Jaundice is a symptom that always indicates serious disease. A yellow discoloration of all the body tissues gradually becomes visible in the skin and whites of the eyes due to deposits of bilirubin. Bilirubin is a yellow pigment which is produced when old or damaged red blood cells are broken down in the spleen. The pigment is then normally removed by the liver and discharged as bile into the intestines to help digestion. Here it contributes to the brown colors of the stools.

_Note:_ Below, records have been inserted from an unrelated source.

//! Login negotiation.
//!
//! Drives a freshly spawned connection through username/password/enable
//! negotiation. The phases are explicit: waiting for a first prompt, username
//! sent, password sent. Failures are distinguishable values, not one generic
//! login error, because callers retry connection failures but never
//! authentication failures.

use std::time::Instant;

use tokio::io::{AsyncRead, AsyncWrite};
use tracing::debug;

use crate::config::Credentials;
use crate::error::{NetError, Result};
use crate::pattern::{PatternMatch, PatternSet};

use super::handle::{ReadOutcome, Session};

#[derive(Debug, Clone, Copy, PartialEq, Eq)]
enum Phase {
    AwaitingFirst,
    SentUsername,
    SentPassword,
}

#[derive(Debug, Clone, Copy, PartialEq, Eq)]
enum Matched {
    BadOpen,
    BadPassword,
    Username,
    Password,
    Prompt,
}

/// The full line of `text` containing byte position `pos`.
fn line_containing(text: &str, pos: usize) -> &str {
    let start = text[..pos].rfind('\n').map_or(0, |i| i + 1);
    let end = text[pos..].find('\n').map_or(text.len(), |i| pos + i);
    text[start..end].trim_end()
}

impl<T> Session<T>
where
    T: AsyncRead + AsyncWrite + Unpin + Send,
{
    /// Authenticate with the session's configured credentials.
    ///
    /// On success the input buffer is cleared and the prompt redetected, so
    /// the session is ready for commands.
    ///
    /// # Errors
    ///
    /// Returns one of the login failure values: [`NetError::NoFirstPrompt`],
    /// [`NetError::BadOpen`], [`NetError::BadPassword`],
    /// [`NetError::NoEnablePrompt`], or [`NetError::EnableFailed`].
    pub async fn login(&mut self) -> Result<()> {
        let creds = self.config.credentials.clone();
        self.login_with(&creds).await
    }

    /// Authenticate with explicit credentials (used for the bastion hop,
    /// which may carry its own credential set).
    pub(crate) async fn login_with(&mut self, creds: &Credentials) -> Result<()> {
        if creds.is_empty() {
            return Ok(());
        }

        self.negotiate(creds).await?;

        if let Some(secret) = creds.enable_password.clone() {
            self.enable(&secret).await?;
        }

        self.drain_pending();
        self.detect_prompt().await?;
        Ok(())
    }

    /// Run the username/password exchange until a command prompt appears.
    async fn negotiate(&mut self, creds: &Credentials) -> Result<()> {
        let login_timeout = self.config.timeouts.login;
        let mut deadline = Instant::now() + login_timeout;
        let mut phase = Phase::AwaitingFirst;
        let mut username_reprompted = false;
        let mut probed = false;
        // Everything received so far, kept for failure diagnostics.
        let mut seen = String::new();

        loop {
            while let Some((kind, m)) = self.login_match(phase) {
                match kind {
                    Matched::BadOpen => {
                        let banner = line_containing(&self.pending, m.start).to_string();
                        return Err(NetError::BadOpen { banner });
                    }
                    Matched::BadPassword => return Err(NetError::BadPassword),
                    Matched::Username => match phase {
                        Phase::AwaitingFirst => {
                            self.send_line(&creds.username).await?;
                            phase = Phase::SentUsername;
                        }
                        Phase::SentUsername if !username_reprompted => {
                            // A repeated username prompt is tolerated once as
                            // an echo artifact.
                            username_reprompted = true;
                            self.send_line(&creds.username).await?;
                        }
                        _ => return Err(NetError::BadPassword),
                    },
                    Matched::Password => {
                        if phase == Phase::SentPassword {
                            return Err(NetError::BadPassword);
                        }
                        self.send_line(&creds.password).await?;
                        phase = Phase::SentPassword;
                    }
                    Matched::Prompt => {
                        debug!(address = %self.config.address, "authenticated");
                        seen.push_str(&self.pending);
                        self.drain_pending();
                        return Ok(());
                    }
                }
                seen.push_str(&self.pending[..m.end]);
                self.consume_pending(m.end);
            }

            let remaining = deadline.saturating_duration_since(Instant::now());
            let outcome = if remaining.is_zero() {
                ReadOutcome::Timeout
            } else {
                self.read_more(remaining).await?
            };

            match outcome {
                ReadOutcome::Data => {}
                ReadOutcome::Timeout => {
                    if probed {
                        seen.push_str(&self.pending);
                        return Err(NetError::NoFirstPrompt {
                            timeout: login_timeout,
                            buffer: seen,
                        });
                    }
                    // One bare carriage return sometimes shakes a prompt
                    // loose from a device that swallowed the first banner.
                    probed = true;
                    self.send("\r").await?;
                    deadline = Instant::now() + login_timeout;
                }
                ReadOutcome::Eof => {
                    seen.push_str(&self.pending);
                    if phase == Phase::SentPassword {
                        return Err(NetError::BadPassword);
                    }
                    let banner = seen
                        .lines()
                        .rev()
                        .find(|l| !l.trim().is_empty())
                        .unwrap_or("connection closed")
                        .to_string();
                    return Err(NetError::BadOpen { banner });
                }
            }
        }
    }

    /// Negotiate privileged mode.
    async fn enable(&mut self, secret: &str) -> Result<()> {
        self.drain_pending();
        self.send_line("enable").await?;

        // Wait for the password sub-prompt.
        let deadline = Instant::now() + self.config.timeouts.login;
        loop {
            if let Some(m) = self.prompts.password_prompt.matches(&self.pending) {
                self.consume_pending(m.end);
                break;
            }
            if !self.read_until(deadline).await? {
                return Err(NetError::NoEnablePrompt);
            }
        }

        self.send_line(secret).await?;

        // Verify acceptance: the next thing must be a command prompt.
        let deadline = Instant::now() + self.config.timeouts.login;
        loop {
            if self.prompts.bad_password.matches(&self.pending).is_some()
                || self.prompts.password_prompt.matches(&self.pending).is_some()
            {
                return Err(NetError::EnableFailed);
            }
            if self.prompts.prompt_shape.matches(&self.pending).is_some() {
                self.drain_pending();
                return Ok(());
            }
            if !self.read_until(deadline).await? {
                return Err(NetError::EnableFailed);
            }
        }
    }

    /// Read once, bounded by `deadline`. Returns false when no more data can
    /// be expected (timeout or EOF).
    async fn read_until(&mut self, deadline: Instant) -> Result<bool> {
        let remaining = deadline.saturating_duration_since(Instant::now());
        if remaining.is_zero() {
            return Ok(false);
        }
        Ok(matches!(self.read_more(remaining).await?, ReadOutcome::Data))
    }

    /// Find the earliest-positioned login pattern in the pending buffer.
    /// Ties go to the more specific pattern (listed first). The bad-password
    /// pattern only joins the set once a password has been sent; devices
    /// routinely mention past authentication failures in login banners.
    fn login_match(&self, phase: Phase) -> Option<(Matched, PatternMatch)> {
        let mut kinds = vec![Matched::BadOpen];
        let mut patterns = vec![self.prompts.bad_open.clone()];
        if phase == Phase::SentPassword {
            kinds.push(Matched::BadPassword);
            patterns.push(self.prompts.bad_password.clone());
        }
        kinds.extend([Matched::Username, Matched::Password, Matched::Prompt]);
        patterns.extend([
            self.prompts.username_prompt.clone(),
            self.prompts.password_prompt.clone(),
            self.prompts.prompt_shape.clone(),
        ]);

        let (idx, m) = PatternSet::from_patterns(patterns).find_match(&self.pending)?;
        Some((kinds[idx], m))
    }
}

A number of diseases may cause an abnormal excess of this yellow pigment to be produced. The excess is then deposited in the body tissues and some passes into the urine, giving it a dark brown color.

Jaundice may be difficult to recognize in its early stages and may take anything from a few days to several weeks to develop. Often darkened urine and cream colored stools are noticed first. The changed color of the skin may be especially difficult to see in artificial light and in red-haired or dark-skinned individuals. The presence of the pigment in the skin often leads to a troublesome itch. Jaundice may be caused by many different disorders. Excess of yellow bilirubin is produced in three different ways.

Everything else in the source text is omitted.